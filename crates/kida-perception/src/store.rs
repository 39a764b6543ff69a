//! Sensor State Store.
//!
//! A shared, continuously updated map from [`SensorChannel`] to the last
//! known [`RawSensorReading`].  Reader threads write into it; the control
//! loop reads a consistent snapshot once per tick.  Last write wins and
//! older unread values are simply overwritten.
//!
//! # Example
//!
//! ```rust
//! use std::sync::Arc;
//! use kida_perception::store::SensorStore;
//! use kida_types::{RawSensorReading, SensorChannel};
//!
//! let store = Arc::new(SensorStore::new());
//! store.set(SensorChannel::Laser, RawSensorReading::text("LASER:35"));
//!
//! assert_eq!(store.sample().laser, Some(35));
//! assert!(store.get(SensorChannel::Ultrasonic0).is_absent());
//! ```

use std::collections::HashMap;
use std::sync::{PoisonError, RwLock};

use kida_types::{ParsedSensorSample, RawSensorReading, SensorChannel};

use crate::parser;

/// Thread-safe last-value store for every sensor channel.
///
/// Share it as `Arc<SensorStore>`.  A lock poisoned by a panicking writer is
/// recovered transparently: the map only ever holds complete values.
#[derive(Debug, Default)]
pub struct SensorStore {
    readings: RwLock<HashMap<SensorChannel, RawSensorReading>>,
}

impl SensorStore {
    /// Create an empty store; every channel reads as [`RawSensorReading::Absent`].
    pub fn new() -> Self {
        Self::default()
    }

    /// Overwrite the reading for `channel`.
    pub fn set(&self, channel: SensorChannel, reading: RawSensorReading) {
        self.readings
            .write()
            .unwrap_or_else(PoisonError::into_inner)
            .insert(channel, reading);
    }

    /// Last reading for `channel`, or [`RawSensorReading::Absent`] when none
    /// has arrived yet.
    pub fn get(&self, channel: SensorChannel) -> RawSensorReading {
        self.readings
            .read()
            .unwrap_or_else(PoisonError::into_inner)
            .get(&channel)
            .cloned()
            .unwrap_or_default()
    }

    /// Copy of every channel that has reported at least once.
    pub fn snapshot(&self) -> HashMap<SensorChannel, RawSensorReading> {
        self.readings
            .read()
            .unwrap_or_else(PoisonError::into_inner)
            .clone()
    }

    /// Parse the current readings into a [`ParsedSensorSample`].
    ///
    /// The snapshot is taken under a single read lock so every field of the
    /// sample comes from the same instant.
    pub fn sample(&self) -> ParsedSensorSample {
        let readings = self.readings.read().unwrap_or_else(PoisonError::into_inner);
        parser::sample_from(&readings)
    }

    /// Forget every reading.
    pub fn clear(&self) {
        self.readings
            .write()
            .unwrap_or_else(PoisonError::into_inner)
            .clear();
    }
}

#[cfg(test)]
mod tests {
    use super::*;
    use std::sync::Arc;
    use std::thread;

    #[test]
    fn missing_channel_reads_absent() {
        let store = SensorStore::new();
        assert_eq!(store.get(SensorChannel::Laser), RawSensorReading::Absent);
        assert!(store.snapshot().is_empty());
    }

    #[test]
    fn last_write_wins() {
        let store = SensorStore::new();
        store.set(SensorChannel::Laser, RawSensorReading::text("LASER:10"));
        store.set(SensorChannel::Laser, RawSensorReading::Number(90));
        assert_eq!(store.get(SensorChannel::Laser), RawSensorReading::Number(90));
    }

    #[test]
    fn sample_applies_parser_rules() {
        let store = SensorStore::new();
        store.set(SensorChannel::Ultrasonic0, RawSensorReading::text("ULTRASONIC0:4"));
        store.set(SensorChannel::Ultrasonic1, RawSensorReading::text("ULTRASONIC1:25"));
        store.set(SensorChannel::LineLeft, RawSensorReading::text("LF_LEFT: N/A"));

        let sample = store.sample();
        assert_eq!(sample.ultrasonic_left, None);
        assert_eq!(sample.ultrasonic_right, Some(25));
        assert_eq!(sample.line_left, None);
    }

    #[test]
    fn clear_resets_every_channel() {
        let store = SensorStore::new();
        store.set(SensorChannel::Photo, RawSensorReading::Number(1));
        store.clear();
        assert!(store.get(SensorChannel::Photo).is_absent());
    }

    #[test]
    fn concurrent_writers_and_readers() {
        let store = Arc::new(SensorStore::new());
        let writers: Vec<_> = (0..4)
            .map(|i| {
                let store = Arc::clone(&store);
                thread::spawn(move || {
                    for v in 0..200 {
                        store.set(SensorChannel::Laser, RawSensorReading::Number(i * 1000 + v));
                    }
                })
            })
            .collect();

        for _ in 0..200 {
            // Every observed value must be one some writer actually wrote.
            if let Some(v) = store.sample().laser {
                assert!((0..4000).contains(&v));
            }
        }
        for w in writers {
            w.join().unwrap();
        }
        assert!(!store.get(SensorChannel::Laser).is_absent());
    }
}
◇ ◇ ◇
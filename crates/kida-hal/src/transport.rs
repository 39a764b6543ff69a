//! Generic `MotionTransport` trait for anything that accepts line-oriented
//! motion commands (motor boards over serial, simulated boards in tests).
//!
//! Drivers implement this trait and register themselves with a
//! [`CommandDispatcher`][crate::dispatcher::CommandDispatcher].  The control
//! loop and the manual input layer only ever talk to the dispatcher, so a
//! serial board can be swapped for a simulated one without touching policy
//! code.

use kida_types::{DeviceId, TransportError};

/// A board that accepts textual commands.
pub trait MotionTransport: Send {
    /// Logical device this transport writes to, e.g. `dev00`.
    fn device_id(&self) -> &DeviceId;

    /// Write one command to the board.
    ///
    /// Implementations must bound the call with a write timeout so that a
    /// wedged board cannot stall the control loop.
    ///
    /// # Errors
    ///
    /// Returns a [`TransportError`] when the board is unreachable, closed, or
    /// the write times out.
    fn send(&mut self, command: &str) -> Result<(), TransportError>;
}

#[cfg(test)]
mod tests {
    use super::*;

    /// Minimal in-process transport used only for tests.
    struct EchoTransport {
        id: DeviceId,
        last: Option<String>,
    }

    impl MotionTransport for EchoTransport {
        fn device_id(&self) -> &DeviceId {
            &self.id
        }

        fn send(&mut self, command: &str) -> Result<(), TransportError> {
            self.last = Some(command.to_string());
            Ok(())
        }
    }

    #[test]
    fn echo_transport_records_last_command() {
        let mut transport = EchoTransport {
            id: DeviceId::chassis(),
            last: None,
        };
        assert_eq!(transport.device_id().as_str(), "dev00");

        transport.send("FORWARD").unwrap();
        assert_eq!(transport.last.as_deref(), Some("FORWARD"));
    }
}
◇ ◇ ◇
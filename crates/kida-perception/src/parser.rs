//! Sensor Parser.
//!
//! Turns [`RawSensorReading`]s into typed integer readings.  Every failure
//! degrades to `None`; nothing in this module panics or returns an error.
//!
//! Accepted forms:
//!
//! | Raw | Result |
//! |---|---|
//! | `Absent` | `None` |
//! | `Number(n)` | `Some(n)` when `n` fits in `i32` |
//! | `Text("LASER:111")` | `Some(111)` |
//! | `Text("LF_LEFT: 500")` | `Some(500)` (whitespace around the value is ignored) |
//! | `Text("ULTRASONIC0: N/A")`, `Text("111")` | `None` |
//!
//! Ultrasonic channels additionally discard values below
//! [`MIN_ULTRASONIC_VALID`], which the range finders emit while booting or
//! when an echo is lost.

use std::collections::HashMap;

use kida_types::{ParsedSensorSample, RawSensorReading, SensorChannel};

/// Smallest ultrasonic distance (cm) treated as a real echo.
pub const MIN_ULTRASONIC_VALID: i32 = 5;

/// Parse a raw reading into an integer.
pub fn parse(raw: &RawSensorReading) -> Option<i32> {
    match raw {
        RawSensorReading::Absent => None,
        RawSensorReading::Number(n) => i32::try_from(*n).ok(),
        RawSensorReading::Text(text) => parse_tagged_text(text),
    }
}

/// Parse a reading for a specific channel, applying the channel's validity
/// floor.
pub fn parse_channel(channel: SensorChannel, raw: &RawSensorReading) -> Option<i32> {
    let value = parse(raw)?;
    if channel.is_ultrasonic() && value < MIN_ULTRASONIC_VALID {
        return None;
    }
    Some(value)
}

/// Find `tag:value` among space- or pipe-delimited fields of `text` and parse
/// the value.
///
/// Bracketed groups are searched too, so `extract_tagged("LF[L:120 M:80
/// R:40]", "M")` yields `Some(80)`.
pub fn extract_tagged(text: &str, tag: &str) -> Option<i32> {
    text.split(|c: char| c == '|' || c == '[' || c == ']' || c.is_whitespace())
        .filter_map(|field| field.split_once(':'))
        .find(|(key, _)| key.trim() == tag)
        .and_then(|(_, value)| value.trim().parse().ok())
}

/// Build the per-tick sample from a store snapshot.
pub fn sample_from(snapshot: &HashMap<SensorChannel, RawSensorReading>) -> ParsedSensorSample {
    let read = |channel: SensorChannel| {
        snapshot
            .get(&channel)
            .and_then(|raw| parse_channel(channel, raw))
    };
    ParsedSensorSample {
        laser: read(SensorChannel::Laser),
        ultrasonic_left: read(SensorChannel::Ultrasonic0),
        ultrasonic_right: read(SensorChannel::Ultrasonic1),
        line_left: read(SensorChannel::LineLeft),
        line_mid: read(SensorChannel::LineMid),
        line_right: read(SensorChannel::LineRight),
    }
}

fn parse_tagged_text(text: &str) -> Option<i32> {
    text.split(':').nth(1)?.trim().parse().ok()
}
◇ ◇ ◇
Pull every line containing the word "filename" out of the entries above.

[Output of the exercise]
filename crates/kida-perception/src/store.rs
filename crates/kida-hal/src/transport.rs
filename crates/kida-perception/src/parser.rs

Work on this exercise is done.